Preparing Operating Budgets for your real estate asset

An annual operating budget for your income property is one of the many tools available for monitoring the income and expense of the asset, measuring its viability and success.

A “best practice” of property management companies is preparation and presentation of an operating budget for owner approval prior to the beginning of each calendar or fiscal year. A zero based budget, practical for reoccurring vended services, is most accurate. To begin the process, property managers request bids from several vendors for each clearly defined scope of services. This scope allows evaluation of bids/costs on an apples to apples comparison. Fluctuating costs such as utilities and non-reoccurring expenses such as plumbing or electrical repairs are based upon historical operations.

Income/Revenue may have several components; rent, expense recapture or CAM and perhaps tenant’s contribution toward marketing or tenant improvements. Owners differ in their desired reporting formats, many are satisfied with simply a Rent income line item, others (and TRI’s preference) is to report the Gross Potential Rent (actual rental income for the occupied space plus a market rate for the vacant space) followed by Vacancy and Free Rent then subtotaled as Total Collected Rent. This more descriptive approach to forecasting Income requires assumptions on roll-over of existing leases, new leasing activity, market lease rates and free rent terms. It also makes management and ownership aware of upside in improved occupancy and associated costs such as leasing commissions and tenant improvements.

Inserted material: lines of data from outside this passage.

use std::collections::BTreeMap;

/// A scalar gateway parameter.
#[derive(Debug, Clone, PartialEq, Eq, serde::Serialize)]
#[serde(untagged)]
pub enum ParameterValue {
    Text(String),
    Integer(i64),
}

impl ParameterValue {
    pub fn is_empty(&self) -> bool {
        matches!(self, ParameterValue::Text(s) if s.is_empty())
    }
}

impl From<String> for ParameterValue {
    fn from(s: String) -> Self {
        ParameterValue::Text(s)
    }
}

impl From<&str> for ParameterValue {
    fn from(s: &str) -> Self {
        ParameterValue::Text(s.to_string())
    }
}

impl From<i64> for ParameterValue {
    fn from(i: i64) -> Self {
        ParameterValue::Integer(i)
    }
}

/// Parameters keyed by the name the gateway expects.
///
/// Values only enter the map through the request setters, after they have
/// been validated. Entries are overwritten, never removed.
#[derive(Debug, Clone, Default, PartialEq, Eq, serde::Serialize)]
#[serde(transparent)]
pub struct ParameterMap(BTreeMap<&'static str, ParameterValue>);

impl ParameterMap {
    pub fn new() -> Self {
        Self::default()
    }

    pub fn get(&self, key: &str) -> Option<&ParameterValue> {
        self.0.get(key)
    }

    /// True when `key` holds a value that is not an empty string.
    pub fn is_present(&self, key: &str) -> bool {
        self.get(key).map_or(false, |v| !v.is_empty())
    }

    /// First entry of `required` that is not present.
    pub fn first_missing(&self, required: &[&'static str]) -> Option<&'static str> {
        required.iter().copied().find(|key| !self.is_present(key))
    }

    pub fn is_empty(&self) -> bool {
        self.0.is_empty()
    }

    pub fn iter(&self) -> impl Iterator<Item = (&'static str, &ParameterValue)> {
        self.0.iter().map(|(k, v)| (*k, v))
    }

    pub(crate) fn insert(&mut self, key: &'static str, value: impl Into<ParameterValue>) {
        self.0.insert(key, value.into());
    }
}
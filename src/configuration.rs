use serde_aux::field_attributes::deserialize_number_from_string;

use crate::domain::{PaymentRequest, RequestError};

#[derive(serde::Deserialize, Clone, Debug)]
pub struct Settings {
    pub application: ApplicationSettings,
    pub gateway: GatewaySettings,
}

#[derive(serde::Deserialize, Clone, Debug)]
pub struct ApplicationSettings {
    #[serde(deserialize_with = "deserialize_number_from_string")]
    pub port: u16,
    pub host: String,
}

#[derive(serde::Deserialize, Clone, Debug)]
pub struct GatewaySettings {
    pub base_url: String,
    pub pspid: String,
    pub currency: String,
    pub language: String,
}

impl GatewaySettings {
    /// A base request carrying the merchant's account parameters.
    pub fn payment_request(&self) -> Result<PaymentRequest, RequestError> {
        let mut request = PaymentRequest::new();
        request.set_gateway_url(&self.base_url)?;
        request.set_pspid(&self.pspid)?;
        request.set_currency(&self.currency)?;
        request.set_language(&self.language)?;
        Ok(request)
    }
}

pub fn get_config() -> Result<Settings, config::ConfigError> {
    let base_path = std::env::current_dir().map_err(|e| {
        config::ConfigError::Message(format!("failed to determine the current directory: {}", e))
    })?;
    let config_dir = base_path.join("configuration");

    // detect the running environment, default to `local`.
    let environment: Environment = std::env::var("APP_ENVIRONMENT")
        .unwrap_or_else(|_| "local".into())
        .try_into()
        .map_err(config::ConfigError::Message)?;
    let environment_filename = format!("{}.yaml", environment.as_str());

    let settings = config::Config::builder()
        .add_source(config::File::from(config_dir.join("base.yaml")))
        .add_source(config::File::from(config_dir.join(environment_filename)))
        // e.g. `APP_APPLICATION__PORT=5001` sets `Settings.application.port`
        .add_source(
            config::Environment::with_prefix("APP")
                .prefix_separator("_")
                .separator("__"),
        )
        .build()?;

    settings.try_deserialize::<Settings>()
}

#[derive(Debug)]
pub enum Environment {
    Local,
    Production,
}

impl Environment {
    pub fn as_str(&self) -> &'static str {
        match self {
            Environment::Local => "local",
            Environment::Production => "production",
        }
    }
}

impl TryFrom<String> for Environment {
    type Error = String;

    fn try_from(s: String) -> Result<Self, Self::Error> {
        match s.to_lowercase().as_str() {
            "local" => Ok(Self::Local),
            "production" => Ok(Self::Production),
            other => Err(format!(
                "{} is not a supported environment. Use either `local` or `production`.",
                other
            )),
        }
    }
}
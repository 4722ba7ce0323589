use tracing::subscriber::set_global_default;
use tracing::Subscriber;
use tracing_bunyan_formatter::{BunyanFormattingLayer, JsonStorageLayer};
use tracing_log::LogTracer;
use tracing_subscriber::fmt::MakeWriter;
use tracing_subscriber::{layer::SubscriberExt, EnvFilter, Registry};

/// Compose multiple layers into a `tracing` subscriber.
///
/// `impl Subscriber` keeps the concrete layered type out of the signature;
/// `Send + Sync` is required by `init_subscriber`.
pub fn get_subscriber<Sink>(
    name: String,
    env_filter: String,
    sink: Sink,
) -> impl Subscriber + Send + Sync
where
    Sink: for<'a> MakeWriter<'a> + Send + Sync + 'static,
{
    // fall back to `env_filter` when RUST_LOG is not set.
    let env_filter =
        EnvFilter::try_from_default_env().unwrap_or_else(|_| EnvFilter::new(env_filter));
    let formatting_layer = BunyanFormattingLayer::new(name, sink);

    Registry::default()
        .with(env_filter)
        .with(JsonStorageLayer)
        .with(formatting_layer)
}

/// Register a subscriber as global default to process span data.
///
/// Should only be called once.
pub fn init_subscriber(subscriber: impl Subscriber + Send + Sync) {
    // redirect `log` records to the subscriber.
    LogTracer::init().expect("failed to set logger");
    set_global_default(subscriber).expect("failed to set subscriber");
}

Another component of Income is Expense Recapture under full service office leases and Common Area Maintenance or CAM’s under triple net retail and industrial gross leases. These are an estimate of the tenant’s proportionate share of operating expenses (defined by the lease) reimbursed to the landlord/owner. TRI has found many properties that we’ve taken over management leaving significant dollars on the table due to poor lease administration and collection of CAM’s.

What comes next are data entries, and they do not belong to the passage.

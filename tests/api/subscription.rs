use crate::helpers::{spawn_app, valid_subscription_body};

#[tokio::test]
async fn subscribe_returns_200_and_the_gateway_parameters_for_valid_data() {
    let app = spawn_app().await;

    let resp = app.post_subscriptions(&valid_subscription_body()).await;

    assert_eq!(200, resp.status().as_u16());

    let body: serde_json::Value = resp.json().await.expect("failed to parse response body");
    assert_eq!(body["gateway_url"], app.gateway_url.as_str());

    let parameters = &body["parameters"];
    assert_eq!(parameters["PSPID"], "merchant_test");
    assert_eq!(parameters["currency"], "EUR");
    assert_eq!(parameters["orderid"], "order-1001");
    assert_eq!(parameters["amount"], 0);
    assert_eq!(parameters["SUBSCRIPTION_ID"], "sub_le_guin_1");
    assert_eq!(parameters["SUB_AMOUNT"], 1299);
    assert_eq!(parameters["SUB_COM"], "Monthly newsletter plan");
    assert_eq!(parameters["SUB_PERIOD_UNIT"], "m");
    assert_eq!(parameters["SUB_PERIOD_NUMBER"], 1);
    assert_eq!(parameters["SUB_PERIOD_MOMENT"], 28);
    assert_eq!(parameters["SUB_STARTDATE"], "2026-11-01");
    assert_eq!(parameters["SUB_ENDDATE"], "2027-10-31");
    assert_eq!(parameters["SUB_STATUS"], 1);
    assert_eq!(parameters["SUB_COMMENT"], "first year");
}

#[tokio::test]
async fn subscribe_returns_400_when_a_field_breaks_its_rule() {
    let app = spawn_app().await;

    let test_cases = vec![
        ("subscription_id", serde_json::json!("sub le guin"), "id with a space"),
        ("subscription_amount", serde_json::json!(0), "zero subscription amount"),
        ("amount", serde_json::json!(-1), "negative amount"),
        ("description", serde_json::json!("plan!"), "description with punctuation"),
        ("subscription_order_id", serde_json::json!("o".repeat(41)), "order id too long"),
        ("status", serde_json::json!(2), "unknown status"),
        ("email", serde_json::json!("not-an-email"), "invalid email"),
        (
            "period",
            serde_json::json!({ "unit": "ww", "interval": 1, "moment": 8 }),
            "weekly moment past sunday",
        ),
        (
            "period",
            serde_json::json!({ "unit": "m", "interval": 1, "moment": 29 }),
            "monthly moment past the 28th",
        ),
        (
            "period",
            serde_json::json!({ "unit": "y", "interval": 1, "moment": 1 }),
            "unknown period unit",
        ),
    ];

    for (field, value, desc) in test_cases {
        let mut body = valid_subscription_body();
        body[field] = value;

        let resp = app.post_subscriptions(&body).await;

        assert_eq!(
            400,
            resp.status().as_u16(),
            "The API did not fail with 400 Bad Request for a payload with {}",
            desc
        );
    }
}

#[tokio::test]
async fn subscribe_returns_400_when_a_required_field_is_empty() {
    let app = spawn_app().await;

    let mut body = valid_subscription_body();
    body["description"] = serde_json::json!("");

    let resp = app.post_subscriptions(&body).await;

    assert_eq!(400, resp.status().as_u16());
    let message = resp.text().await.expect("failed to read response body");
    assert_eq!(message, "SUB_COM can not be empty.");
}

#[tokio::test]
async fn subscribe_accepts_daily_moments_beyond_a_month() {
    let app = spawn_app().await;

    let mut body = valid_subscription_body();
    body["period"] = serde_json::json!({ "unit": "d", "interval": 5, "moment": 100 });

    let resp = app.post_subscriptions(&body).await;

    assert_eq!(200, resp.status().as_u16());
}

#[tokio::test]
async fn subscribe_rejects_malformed_payloads() {
    let app = spawn_app().await;

    let test_cases = vec![
        (serde_json::json!({}), "empty object"),
        (
            {
                let mut body = valid_subscription_body();
                body.as_object_mut().unwrap().remove("period");
                body
            },
            "missing period",
        ),
        (
            {
                let mut body = valid_subscription_body();
                body["start_date"] = serde_json::json!("01/11/2026");
                body
            },
            "date in the wrong format",
        ),
    ];

    for (body, desc) in test_cases {
        let resp = app.post_subscriptions(&body).await;

        assert_eq!(
            400,
            resp.status().as_u16(),
            "The API did not fail with 400 Bad Request for a payload with {}",
            desc
        );
    }
}
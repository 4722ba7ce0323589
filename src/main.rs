use subscription_gateway::configuration::get_config;
use subscription_gateway::startup::Application;
use subscription_gateway::telemetry::{get_subscriber, init_subscriber};

#[tokio::main]
async fn main() -> anyhow::Result<()> {
    let subscriber = get_subscriber(
        "subscription_gateway".into(),
        "info".into(),
        std::io::stdout,
    );
    init_subscriber(subscriber);

    let config = get_config().expect("failed to read configuration");
    let application = Application::build(config).await?;
    application.run_until_stopped().await?;

    Ok(())
}
use std::net::TcpListener;

use actix_web::{dev::Server, web, App, HttpServer};
use tracing_actix_web::TracingLogger;

use crate::configuration::{GatewaySettings, Settings};
use crate::routes::{health, subscribe};

pub struct Application {
    port: u16,
    server: Server,
}

impl Application {
    pub async fn build(config: Settings) -> Result<Self, anyhow::Error> {
        // fail at startup rather than on the first request.
        config.gateway.payment_request()?;

        let address = format!("{}:{}", config.application.host, config.application.port);
        let listener = TcpListener::bind(address)?;
        let port = listener.local_addr()?.port();
        let server = run(listener, config.gateway)?;

        Ok(Self { port, server })
    }

    pub fn port(&self) -> u16 {
        self.port
    }

    pub async fn run_until_stopped(self) -> Result<(), std::io::Error> {
        self.server.await
    }
}

pub fn run(listener: TcpListener, gateway: GatewaySettings) -> Result<Server, std::io::Error> {
    let gateway = web::Data::new(gateway);

    let server = HttpServer::new(move || {
        App::new()
            .wrap(TracingLogger::default())
            .route("/health", web::get().to(health))
            .route("/subscriptions", web::post().to(subscribe))
            .app_data(gateway.clone())
    })
    .listen(listener)?
    .run();

    Ok(server)
}
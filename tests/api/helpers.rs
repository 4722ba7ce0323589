use once_cell::sync::Lazy;
use subscription_gateway::{
    configuration::get_config,
    startup::Application,
    telemetry::{get_subscriber, init_subscriber},
};

pub struct TestApp {
    pub address: String,
    pub gateway_url: String,
}

static TRACING: Lazy<()> = Lazy::new(|| {
    let default_filter_level = "info".to_string();
    let subscriber_name = "test".to_string();

    // Use of a sink allow for logs to be dumped by default when running tests.
    // If you do need them use:
    // # `TEST_LOG=1 cargo test subscribe_returns_200 | bunyan`
    if std::env::var("TEST_LOG").is_ok() {
        let subscriber = get_subscriber(subscriber_name, default_filter_level, std::io::stdout);
        init_subscriber(subscriber);
    } else {
        let subscriber = get_subscriber(subscriber_name, default_filter_level, std::io::sink);
        init_subscriber(subscriber);
    }
});

impl TestApp {
    pub async fn health(&self) -> reqwest::Response {
        reqwest::Client::new()
            .get(&format!("{}/health", &self.address))
            .send()
            .await
            .expect("failed to execute request.")
    }

    pub async fn post_subscriptions(&self, body: &serde_json::Value) -> reqwest::Response {
        reqwest::Client::new()
            .post(&format!("{}/subscriptions", &self.address))
            .json(body)
            .send()
            .await
            .expect("failed to execute request.")
    }
}

// spawn_app launches application in the background.
pub async fn spawn_app() -> TestApp {
    // the first time initialise is called the code in tracing is invoked otherwise we skip.
    Lazy::force(&TRACING);

    let config = {
        let mut c = get_config().expect("failed to read configuration");
        c.application.port = 0;
        c
    };
    let gateway_url = config.gateway.base_url.clone();

    let application = Application::build(config)
        .await
        .expect("failed to build application");

    let address = format!("http://127.0.0.1:{}", application.port());

    let _ = tokio::spawn(application.run_until_stopped());

    TestApp {
        address,
        gateway_url,
    }
}

/// A request body that passes every validation rule.
pub fn valid_subscription_body() -> serde_json::Value {
    serde_json::json!({
        "order_id": "order-1001",
        "amount": 0,
        "email": "ursula_le_guin@gmail.com",
        "customer_name": "Ursula Le Guin",
        "subscription_id": "sub_le_guin_1",
        "subscription_amount": 1299,
        "description": "Monthly newsletter plan",
        "subscription_order_id": "sub-order-1001",
        "period": { "unit": "m", "interval": 1, "moment": 28 },
        "start_date": "2026-11-01",
        "end_date": "2027-10-31",
        "status": 1,
        "comment": "first year"
    })
}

Once Total Income and Total Operating Expenses are defined, the Net Operating Income (NOI) is the difference. Net Cash Flow may also be calculated by subtracting debt service from NOI. Further, capital improvements such as Tenant Improvements, major repairs, commissions, etc., can be forecasted and included in the annual budget.

This budget, once approved by the owner, is entered into the financial software and used as a comparison to actual monthly income and expenses for identification and explanation of significant variances.

Planning and measuring the success of your asset’s financial operations is one of the many services provided by TRI Property Management.